2020 começa com a perspectiva de mais crescimento, interrompendo a lenta recuperação pós-recessão. O desafio: não acomodar e seguir a agenda de reformas

São Paulo – Brasil é possivelmente enfrentando dois caminhos em 2020. O primeiro deve ser mais fácil: colher os frutos de uma economia que está disposta a crescer, deixando para trás a lenta recuperação dos últimos anos. Analistas projetam uma avanço variando de 2,5% a quase 3% em 2020. A última vez que o país teve um desempenho semelhante foi em 2013.

Para um país que ainda carrega as marcas da recessão dos anos de 2015 e 2016, será um fôlego ver a atividade econômica ganhando força, mais empregos sendo gerados e investimentos inativos finalmente começando a decolar. A segunda maneira pode ser árdua, mas muito mais virtuosa.

A parte da recuperação econômica seria basicamente a mesma descrita acima, mas seria adicionada à manutenção de uma agenda de reformas fundamentais para o país do futuro. A questão que se coloca, portanto, é qual o Brasil que surgirá em 2020: o país que imediatamente se contenta com um produto interno bruto um pouco mais cheio ou o que manterá o ímpeto reformista de enfrentar os problemas estruturais?

O ano de 2019 foi praticamente consumido pela aprovação do Reforma da Previdência Social, cujo texto final foi ratificado no Senado no final de outubro. O impacto fiscal da mudança de regras para aposentados e pensionistas foi significativo – R $ 855 bilhões nos próximos dez anos – e abriu novas ambições para o governo e o Congresso de Jair Bolsonaro.

O problema é que os interesses nem sempre são coincidentes. Depois de passar meses discutindo um novo imposto sobre transações financeiras – o "novo CPMF", massacrado por economistas e empresários -, o governo agora está falando sobre uma reforma tributária cortado em quatro projetos.

Enquanto isso, no Congresso, projetos ambiciosos são executados em paralelo. A agenda tributária é amplamente considerada como tendo o maior potencial para estimular o crescimento a longo prazo e tem a boa vontade dos governadores e a atenção especial de Rodrigo Maia, presidente da Câmara dos Deputados. Apenas um dos projetos em consideração, a proposta de emenda constitucional 45 (PEC), elaborada pelo economista Bernard Appy, seria capaz de gerar um crescimento cumulativo do PIB de 10% nos próximos 15 anos.

Do lado do executivo, o que está em cima da mesa é o pacote Mais Brasil, enviado ao Senado pelo ministro da Economia Paulo Guedes em novembro. Existem três novas propostas para PECs: os fundos, o emergencial e o pacto federativo. De diferentes maneiras, eles atacam o aperto das contas públicas e contribuem para a melhoria da situação fiscal.

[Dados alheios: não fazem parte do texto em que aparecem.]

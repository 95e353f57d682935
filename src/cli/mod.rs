//! Command-line interface for the gateway.
//!
//! Flags override environment variables, which override the YAML file,
//! which overrides built-in defaults. The deployment variables `PORT`,
//! `CLICKHOUSE_SERVER`, `CLICKHOUSE_PORT` and `CLICKHOUSE_TSDB` are honoured.

use crate::application::Application;
use crate::core::config::{ConfigBuilder, LoggingConfig};
use crate::core::{BackendKind, Config, GatewayError, Result};
use clap::Parser;
use std::net::IpAddr;
use std::path::PathBuf;

/// Loki push/query API in front of ClickHouse
#[derive(Parser, Debug, Default)]
#[command(name = "lokihouse")]
#[command(version, about, long_about = None)]
pub struct Cli {
    /// HTTP API port
    #[arg(long, env = "PORT")]
    pub port: Option<u16>,

    /// Address to bind the HTTP API to
    #[arg(long, env = "LOKIHOUSE_BIND_ADDRESS")]
    pub bind_address: Option<IpAddr>,

    /// Full ClickHouse HTTP URL, e.g. http://localhost:8123
    #[arg(long, env = "LOKIHOUSE_CLICKHOUSE_URL")]
    pub clickhouse_url: Option<String>,

    /// ClickHouse host, used when no full URL is given
    #[arg(long, env = "CLICKHOUSE_SERVER")]
    pub clickhouse_server: Option<String>,

    /// ClickHouse HTTP port, used when no full URL is given
    #[arg(long, env = "CLICKHOUSE_PORT")]
    pub clickhouse_port: Option<u16>,

    /// ClickHouse user
    #[arg(long, env = "CLICKHOUSE_USER")]
    pub clickhouse_user: Option<String>,

    /// ClickHouse password
    #[arg(long, env = "CLICKHOUSE_PASSWORD", hide_env_values = true)]
    pub clickhouse_password: Option<String>,

    /// Database holding the samples and time_series tables
    #[arg(long, env = "CLICKHOUSE_TSDB")]
    pub database: Option<String>,

    /// Storage backend
    #[arg(long, env = "LOKIHOUSE_BACKEND", value_enum)]
    pub backend: Option<BackendKind>,

    /// Configuration file path (default: ~/.config/lokihouse/config.yaml)
    #[arg(short, long, env = "LOKIHOUSE_CONFIG")]
    pub config: Option<PathBuf>,

    /// Enable debug logging
    #[arg(short, long, env = "LOKIHOUSE_DEBUG")]
    pub debug: bool,

    /// Emit JSON log lines
    #[arg(long, env = "LOKIHOUSE_LOG_JSON")]
    pub log_json: bool,

    /// Validate configuration and exit
    #[arg(long)]
    pub check_config: bool,
}

impl Cli {
    /// Parse command-line arguments.
    pub fn parse_args() -> Self {
        Cli::parse()
    }

    /// Load configuration with proper precedence:
    /// 1. CLI arguments (highest priority)
    /// 2. Environment variables
    /// 3. Config file
    /// 4. Defaults (lowest priority)
    ///
    /// Returns the file the configuration was read from, if any.
    pub async fn load_config(&self) -> Result<(Config, Option<PathBuf>)> {
        let mut builder = ConfigBuilder::new();

        let config_path = match &self.config {
            Some(path) => Some(path.clone()),
            None => dirs::config_dir()
                .map(|d| d.join("lokihouse").join("config.yaml"))
                .filter(|path| path.exists()),
        };

        let mut source = None;
        if let Some(path) = config_path {
            match tokio::fs::read_to_string(&path).await {
                Ok(content) => {
                    builder = builder.from_yaml(&content)?;
                    source = Some(path);
                },
                Err(e) if self.config.is_some() => {
                    return Err(GatewayError::config(format!(
                        "Failed to read config file {:?}: {}",
                        path, e
                    )));
                },
                // Default location vanished between exists() and read
                Err(_) => {},
            }
        }

        Ok((self.apply_overrides(builder).build()?, source))
    }

    fn apply_overrides(&self, mut builder: ConfigBuilder) -> ConfigBuilder {
        if let Some(port) = self.port {
            builder = builder.port(port);
        }
        if let Some(addr) = self.bind_address {
            builder = builder.bind_address(addr);
        }
        if let Some(url) = self.resolve_clickhouse_url() {
            builder = builder.clickhouse_url(url);
        }
        if let Some(user) = &self.clickhouse_user {
            builder = builder.credentials(user.clone(), self.clickhouse_password.clone());
        }
        if let Some(database) = &self.database {
            builder = builder.database(database.clone());
        }
        if let Some(backend) = self.backend {
            builder = builder.backend(backend);
        }
        if self.log_json {
            builder = builder.structured_logging(true);
        }
        builder.debug(self.debug)
    }

    /// Full URL if given, else one assembled from host and port.
    fn resolve_clickhouse_url(&self) -> Option<String> {
        if let Some(url) = &self.clickhouse_url {
            return Some(url.clone());
        }
        if self.clickhouse_server.is_none() && self.clickhouse_port.is_none() {
            return None;
        }

        let host = self.clickhouse_server.as_deref().unwrap_or("localhost");
        let port = self.clickhouse_port.unwrap_or(8123);
        if host.contains("://") {
            Some(format!("{}:{}", host.trim_end_matches('/'), port))
        } else {
            Some(format!("http://{}:{}", host, port))
        }
    }
}

/// Initialize logging.
///
/// `RUST_LOG` wins; otherwise `--debug`, then `LOKIHOUSE_LOG_LEVEL`, then
/// the configured level.
pub fn init_logging(logging: &LoggingConfig, debug: bool) -> Result<()> {
    use tracing_subscriber::{layer::SubscriberExt, util::SubscriberInitExt, EnvFilter};

    let log_level = if debug {
        "debug".to_string()
    } else {
        std::env::var("LOKIHOUSE_LOG_LEVEL").unwrap_or_else(|_| logging.level.as_str().to_string())
    };

    let filter = EnvFilter::try_from_default_env().unwrap_or_else(|_| EnvFilter::new(&log_level));
    let registry = tracing_subscriber::registry().with(filter);

    let result = if logging.structured {
        registry
            .with(
                tracing_subscriber::fmt::layer()
                    .json()
                    .with_target(true)
                    .with_current_span(false),
            )
            .try_init()
    } else {
        registry
            .with(tracing_subscriber::fmt::layer().with_target(false).compact())
            .try_init()
    };

    result.map_err(|e| GatewayError::config(format!("Failed to initialize logging: {}", e)))
}

/// Execute the gateway.
pub async fn execute(cli: Cli) -> Result<()> {
    let (config, source) = cli.load_config().await?;

    if cli.check_config {
        println!("Configuration is valid!");
        println!("  Listen: {}:{}", config.server.bind_address, config.server.port);
        println!("  Backend: {:?}", config.clickhouse.backend);
        println!("  ClickHouse: {} (database {})", config.clickhouse.url, config.clickhouse.database);
        println!(
            "  Samples buffer: {} rows / {:?}",
            config.buffers.samples.max_entries, config.buffers.samples.max_age
        );
        println!(
            "  Labels buffer: {} rows / {:?}",
            config.buffers.labels.max_entries, config.buffers.labels.max_age
        );
        return Ok(());
    }

    init_logging(&config.logging, config.debug)?;
    match &source {
        Some(path) => tracing::info!("Loaded configuration from: {:?}", path),
        None => tracing::debug!("No config file found, using defaults"),
    }

    Application::new(config)?.run().await
}
//! Hot path benchmarks: everything a push request does before it returns.

use criterion::{black_box, criterion_group, criterion_main, BenchmarkId, Criterion};
use lokihouse_lib::buffer::{BatchBuffer, FlushSink};
use lokihouse_lib::core::{fingerprint, BufferConfig, Fingerprint, LabelSet, Result, SampleRow};
use lokihouse_lib::index::{LabelCatalog, LabelIndex};
use lokihouse_lib::query::parse_selector;
use std::sync::Arc;
use std::time::Duration;

struct DiscardSink;

#[async_trait::async_trait]
impl FlushSink<SampleRow> for DiscardSink {
    async fn write_rows(&self, _key: Fingerprint, rows: &[SampleRow]) -> Result<()> {
        black_box(rows.len());
        Ok(())
    }
}

fn label_set(width: usize) -> LabelSet {
    (0..width)
        .map(|i| (format!("label_{}", i), format!("value_{}", i)))
        .collect()
}

fn bench_fingerprint(c: &mut Criterion) {
    let mut group = c.benchmark_group("fingerprint");
    for width in [1, 4, 16] {
        let labels = label_set(width);
        group.bench_with_input(BenchmarkId::from_parameter(width), &labels, |b, labels| {
            b.iter(|| black_box(fingerprint(black_box(labels))));
        });
    }
    group.finish();
}

fn bench_selector_parse(c: &mut Criterion) {
    let mut group = c.benchmark_group("selector_parse");
    group.bench_function("three_labels", |b| {
        b.iter(|| {
            black_box(parse_selector(black_box(r#"{env="prod", job="api", pod="api-7f9c"}"#)))
        });
    });
    group.finish();
}

fn bench_index_record(c: &mut Criterion) {
    let index = LabelIndex::new();
    let labels = label_set(4);
    let fp = fingerprint(&labels);
    c.bench_function("index_record_known", |b| {
        b.iter(|| index.record_label_set(black_box(fp), black_box(&labels)));
    });
}

fn bench_buffer_add(c: &mut Criterion) {
    let runtime = tokio::runtime::Builder::new_multi_thread()
        .worker_threads(2)
        .enable_all()
        .build()
        .unwrap();
    let _guard = runtime.enter();

    let buffer = BatchBuffer::<SampleRow>::start(
        "bench",
        BufferConfig {
            max_entries: 5000,
            max_age: Duration::from_secs(2),
            flush_concurrency: 8,
        },
        Arc::new(DiscardSink),
    );
    let keys: Vec<Fingerprint> = (0..64).map(Fingerprint::from_u64).collect();

    let mut i = 0usize;
    c.bench_function("buffer_add", |b| {
        b.iter(|| {
            let key = keys[i % keys.len()];
            i += 1;
            buffer.add(key, SampleRow::new(key, i as i64, 0.0, String::from("line")));
        });
    });
}

criterion_group!(
    benches,
    bench_fingerprint,
    bench_selector_parse,
    bench_index_record,
    bench_buffer_add
);
criterion_main!(benches);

O PEC dos Fundos, por exemplo, liberaria recursos de 248 fundos constitucionais, cuja aplicação é restrita, para a redução da dívida pública. A consultoria Eurásia espera que esse PEC seja processado com mais facilidade, com aprovação no primeiro semestre, enquanto o PEC de emergência será aprovado até o final de 2020 e o Pacto Federativo será para 2021 – mesmo se as diluições forem um dado adquirido . "Os líderes do partido entendem que é do seu próprio interesse avançar nessa agenda", diz Christopher Garman, diretor das Américas para a Eurásia.

O papel do Congresso – algo incomum na democracia brasileira – é o que deve garantir que a agenda de reformas continue avançando, porque ninguém tem uma melhoria substancial na articulação do governo. Foi assim na aprovação da Seguridade Social e no caso do novo marco regulatório do saneamento, aprovado pela Câmara em dezembro e ainda precisa ser aprovado no Senado.

A Relatório completo sobre os possíveis destinos da economia brasileira no próximo ano está no Edição 1199 de EXAME, disponível em bancas, tablets e smartphones.